* Records for processing
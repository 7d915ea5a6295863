//! Gemini Live API client.
//!
//! This module owns the server-to-Google WebSocket connection for one bridge
//! session. The connection is created lazily once the client's configuration
//! arrives, sends the setup handshake as its very first frame, and is torn
//! down for good on any failure - there is no retry, reconnect, or backoff:
//! a broken upstream connection ends the session.
//!
//! # API Reference
//!
//! - Endpoint: `wss://generativelanguage.googleapis.com/ws/...BidiGenerateContent`
//! - Protocol: WebSocket with JSON frames, authenticated via `x-goog-api-key`
//! - Uplink audio: PCM 16-bit, 16kHz, mono, little-endian, base64 encoded

use futures_util::{SinkExt, StreamExt};
use serde_json::Value;
use thiserror::Error;
use tokio::sync::mpsc;
use tokio::task::JoinHandle;
use tokio_tungstenite::tungstenite::{self, Message};

use super::config::LiveConfig;
use super::messages::{ClientFrame, ServerContent};

/// Channel capacity for uplink frames and downlink events.
///
/// Both channels are bounded and senders await on a full queue, so a slow
/// consumer flow-controls the producer instead of growing memory.
const LIVE_CHANNEL_CAPACITY: usize = 1024;

/// Errors that can occur on the upstream Live connection.
#[derive(Debug, Error)]
pub enum LiveError {
    /// Connection to the service failed
    #[error("Connection failed: {0}")]
    ConnectionFailed(String),

    /// Invalid configuration
    #[error("Invalid configuration: {0}")]
    InvalidConfiguration(String),

    /// WebSocket error
    #[error("WebSocket error: {0}")]
    WebSocketError(String),

    /// Serialization error
    #[error("Serialization error: {0}")]
    SerializationError(String),

    /// Not connected
    #[error("Not connected")]
    NotConnected,
}

/// Result type for Live operations.
pub type LiveResult<T> = Result<T, LiveError>;

/// A downlink event from the Live service.
///
/// Frames are dispatched by which top-level field is present; unrecognized
/// shapes are surfaced as `Raw` rather than dropped so clients can inspect
/// protocol additions before this bridge learns about them.
#[derive(Debug)]
pub enum LiveEvent {
    /// Token usage accounting (informational)
    Usage(Value),
    /// The service acknowledged the setup handshake
    SetupComplete,
    /// A `serverContent` payload
    Content(ServerContent),
    /// An unrecognized frame, forwarded verbatim
    Raw(Value),
    /// The service closed the connection
    Closed { code: Option<u16>, reason: String },
    /// The connection failed
    TransportError(String),
}

/// One upstream Live connection, exclusively owned by its bridge session.
///
/// The setup frame is written to the socket before the connection task is
/// spawned, so no audio or text can ever precede it. Dropping the client
/// aborts the connection task, which closes the socket.
pub struct LiveClient {
    frame_tx: mpsc::Sender<ClientFrame>,
    task: JoinHandle<()>,
}

impl LiveClient {
    /// Open the upstream connection, send the setup handshake, and start the
    /// connection task.
    ///
    /// Downlink events are delivered on `event_tx`; the stream ends with
    /// either `Closed` or `TransportError`.
    pub async fn connect(
        config: LiveConfig,
        event_tx: mpsc::Sender<LiveEvent>,
    ) -> LiveResult<Self> {
        if config.api_key.is_empty() {
            return Err(LiveError::InvalidConfiguration(
                "API key is required".to_string(),
            ));
        }

        let endpoint = config.endpoint().to_string();
        let uri: http::Uri = endpoint
            .parse()
            .map_err(|e| LiveError::InvalidConfiguration(format!("Invalid endpoint: {e}")))?;
        let host = match (uri.host(), uri.port_u16()) {
            (Some(host), Some(port)) => format!("{host}:{port}"),
            (Some(host), None) => host.to_string(),
            (None, _) => {
                return Err(LiveError::InvalidConfiguration(
                    "Endpoint has no host".to_string(),
                ));
            }
        };

        let request = http::Request::builder()
            .uri(&endpoint)
            .header("x-goog-api-key", &config.api_key)
            .header(
                "Sec-WebSocket-Key",
                tungstenite::handshake::client::generate_key(),
            )
            .header("Sec-WebSocket-Version", "13")
            .header("Connection", "Upgrade")
            .header("Upgrade", "websocket")
            .header("Host", host)
            .body(())
            .map_err(|e| LiveError::ConnectionFailed(e.to_string()))?;

        let (ws_stream, _response) = tokio_tungstenite::connect_async(request)
            .await
            .map_err(|e| LiveError::ConnectionFailed(e.to_string()))?;

        tracing::info!(model = config.model(), "Connected to Gemini Live API");

        let (mut ws_sink, mut ws_stream) = ws_stream.split();

        // The setup handshake is the first frame on the wire, written before
        // the connection task can pull anything off the uplink channel.
        let setup = ClientFrame::setup(&config);
        let setup_json = serde_json::to_string(&setup)
            .map_err(|e| LiveError::SerializationError(e.to_string()))?;
        tracing::debug!(payload = %setup_json, "Sending BidiGenerateContentSetup");
        ws_sink
            .send(Message::Text(setup_json.into()))
            .await
            .map_err(|e| LiveError::WebSocketError(e.to_string()))?;

        let (frame_tx, mut frame_rx) = mpsc::channel::<ClientFrame>(LIVE_CHANNEL_CAPACITY);

        let task = tokio::spawn(async move {
            loop {
                tokio::select! {
                    // Uplink frames from the bridge
                    frame = frame_rx.recv() => {
                        let Some(frame) = frame else { break };
                        let json = match serde_json::to_string(&frame) {
                            Ok(json) => json,
                            Err(e) => {
                                tracing::error!("Failed to serialize uplink frame: {}", e);
                                continue;
                            }
                        };
                        if let Err(e) = ws_sink.send(Message::Text(json.into())).await {
                            tracing::error!("Failed to send frame to Live API: {}", e);
                            let _ = event_tx
                                .send(LiveEvent::TransportError(e.to_string()))
                                .await;
                            break;
                        }
                    }

                    // Downlink frames from the service
                    msg = ws_stream.next() => {
                        match msg {
                            Some(Ok(Message::Text(text))) => {
                                let mut disconnected = false;
                                for event in parse_downlink(&text) {
                                    if event_tx.send(event).await.is_err() {
                                        disconnected = true;
                                        break;
                                    }
                                }
                                if disconnected {
                                    break;
                                }
                            }
                            Some(Ok(Message::Close(frame))) => {
                                let (code, reason) = match frame {
                                    Some(f) => (Some(u16::from(f.code)), f.reason.to_string()),
                                    None => (None, String::new()),
                                };
                                tracing::info!(?code, reason = %reason, "Live API closed the connection");
                                let _ = event_tx.send(LiveEvent::Closed { code, reason }).await;
                                break;
                            }
                            Some(Ok(Message::Ping(data))) => {
                                if let Err(e) = ws_sink.send(Message::Pong(data)).await {
                                    tracing::error!("Failed to send pong to Live API: {}", e);
                                }
                            }
                            Some(Ok(_)) => {}
                            Some(Err(tungstenite::Error::Protocol(
                                tungstenite::error::ProtocolError::ResetWithoutClosingHandshake,
                            ))) => {
                                // Abnormal closure, reported as 1006 like a
                                // browser-side close event would be
                                tracing::warn!("Live API connection reset without close handshake");
                                let _ = event_tx
                                    .send(LiveEvent::Closed {
                                        code: Some(1006),
                                        reason: String::new(),
                                    })
                                    .await;
                                break;
                            }
                            Some(Err(e)) => {
                                tracing::error!("Live API WebSocket error: {}", e);
                                let _ = event_tx
                                    .send(LiveEvent::TransportError(e.to_string()))
                                    .await;
                                break;
                            }
                            None => {
                                tracing::info!("Live API connection ended without close frame");
                                let _ = event_tx
                                    .send(LiveEvent::Closed {
                                        code: Some(1006),
                                        reason: String::new(),
                                    })
                                    .await;
                                break;
                            }
                        }
                    }
                }
            }

            tracing::debug!("Live connection task ended");
        });

        Ok(Self { frame_tx, task })
    }

    /// Send a complete user text turn upstream.
    pub async fn send_text(&self, text: &str) -> LiveResult<()> {
        self.send(ClientFrame::user_text(text)).await
    }

    /// Send a base64 PCM microphone chunk upstream.
    pub async fn send_audio_chunk(&self, base64_data: &str) -> LiveResult<()> {
        self.send(ClientFrame::user_audio(base64_data)).await
    }

    async fn send(&self, frame: ClientFrame) -> LiveResult<()> {
        self.frame_tx
            .send(frame)
            .await
            .map_err(|_| LiveError::NotConnected)
    }
}

impl Drop for LiveClient {
    /// Terminate the connection task (and with it the socket) when the
    /// owning session goes away.
    fn drop(&mut self) {
        self.task.abort();
    }
}

/// Parse one downlink frame into its events.
///
/// Dispatch mirrors the untagged protocol: `usageMetadata` is checked
/// independently (it can ride along with other fields), then
/// `setupComplete`, then `serverContent`; a frame with none of the
/// recognized fields is forwarded raw. A malformed frame is logged and
/// swallowed - a single bad frame from a version-evolving service must not
/// tear down the session.
fn parse_downlink(text: &str) -> Vec<LiveEvent> {
    let value: Value = match serde_json::from_str(text) {
        Ok(value) => value,
        Err(e) => {
            tracing::warn!("Failed to parse Live API frame: {} - {}", e, text);
            return Vec::new();
        }
    };

    let mut events = Vec::new();

    if let Some(usage) = value.get("usageMetadata") {
        tracing::debug!(usage = %usage, "Live API usage metadata");
        events.push(LiveEvent::Usage(usage.clone()));
    }

    if value.get("setupComplete").is_some() {
        events.push(LiveEvent::SetupComplete);
    } else if let Some(content) = value.get("serverContent") {
        match serde_json::from_value::<ServerContent>(content.clone()) {
            Ok(content) => events.push(LiveEvent::Content(content)),
            Err(e) => {
                tracing::warn!("Failed to parse serverContent: {} - {}", e, text);
            }
        }
    } else if events.is_empty() {
        events.push(LiveEvent::Raw(value));
    }

    events
}

#[cfg(test)]
mod tests {
    use super::*;
    use serde_json::json;

    #[tokio::test]
    async fn test_connect_requires_api_key() {
        let (event_tx, _event_rx) = mpsc::channel(8);
        let config = LiveConfig::default();
        let result = LiveClient::connect(config, event_tx).await;
        assert!(matches!(result, Err(LiveError::InvalidConfiguration(_))));
    }

    #[tokio::test]
    async fn test_connect_rejects_bad_endpoint() {
        let (event_tx, _event_rx) = mpsc::channel(8);
        let config = LiveConfig {
            api_key: "test_key".to_string(),
            endpoint: "not a url".to_string(),
            ..Default::default()
        };
        let result = LiveClient::connect(config, event_tx).await;
        assert!(result.is_err());
    }

    #[test]
    fn test_parse_downlink_setup_complete() {
        let events = parse_downlink(r#"{"setupComplete":{}}"#);
        assert_eq!(events.len(), 1);
        assert!(matches!(events[0], LiveEvent::SetupComplete));
    }

    #[test]
    fn test_parse_downlink_usage() {
        let events = parse_downlink(r#"{"usageMetadata":{"responseTokenCount":12}}"#);
        assert_eq!(events.len(), 1);
        match &events[0] {
            LiveEvent::Usage(usage) => assert_eq!(usage["responseTokenCount"], 12),
            other => panic!("Expected Usage, got {other:?}"),
        }
    }

    #[test]
    fn test_parse_downlink_server_content() {
        let events = parse_downlink(r#"{"serverContent":{"turnComplete":true}}"#);
        assert_eq!(events.len(), 1);
        match &events[0] {
            LiveEvent::Content(content) => {
                assert_eq!(content.turn_complete, Some(json!(true)));
            }
            other => panic!("Expected Content, got {other:?}"),
        }
    }

    #[test]
    fn test_parse_downlink_usage_rides_along_with_content() {
        let events = parse_downlink(
            r#"{"usageMetadata":{"responseTokenCount":3},"serverContent":{"turnComplete":true}}"#,
        );
        assert_eq!(events.len(), 2);
        assert!(matches!(events[0], LiveEvent::Usage(_)));
        assert!(matches!(events[1], LiveEvent::Content(_)));
    }

    #[test]
    fn test_parse_downlink_raw_fallback() {
        let events = parse_downlink(r#"{"someNewField":{"x":1}}"#);
        assert_eq!(events.len(), 1);
        match &events[0] {
            LiveEvent::Raw(value) => assert_eq!(value["someNewField"]["x"], 1),
            other => panic!("Expected Raw, got {other:?}"),
        }
    }

    #[test]
    fn test_parse_downlink_malformed_swallowed() {
        assert!(parse_downlink("not json at all").is_empty());
    }
}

* What the task requires
Your answer should be the lines above, from the line containing "impl Drop for" up to and including the line containing "none of the", reproduced exactly and with nothing else.

* Exercise result
impl Drop for LiveClient {
    /// Terminate the connection task (and with it the socket) when the
    /// owning session goes away.
    fn drop(&mut self) {
        self.task.abort();
    }
}

/// Parse one downlink frame into its events.
///
/// Dispatch mirrors the untagged protocol: `usageMetadata` is checked
/// independently (it can ride along with other fields), then
/// `setupComplete`, then `serverContent`; a frame with none of the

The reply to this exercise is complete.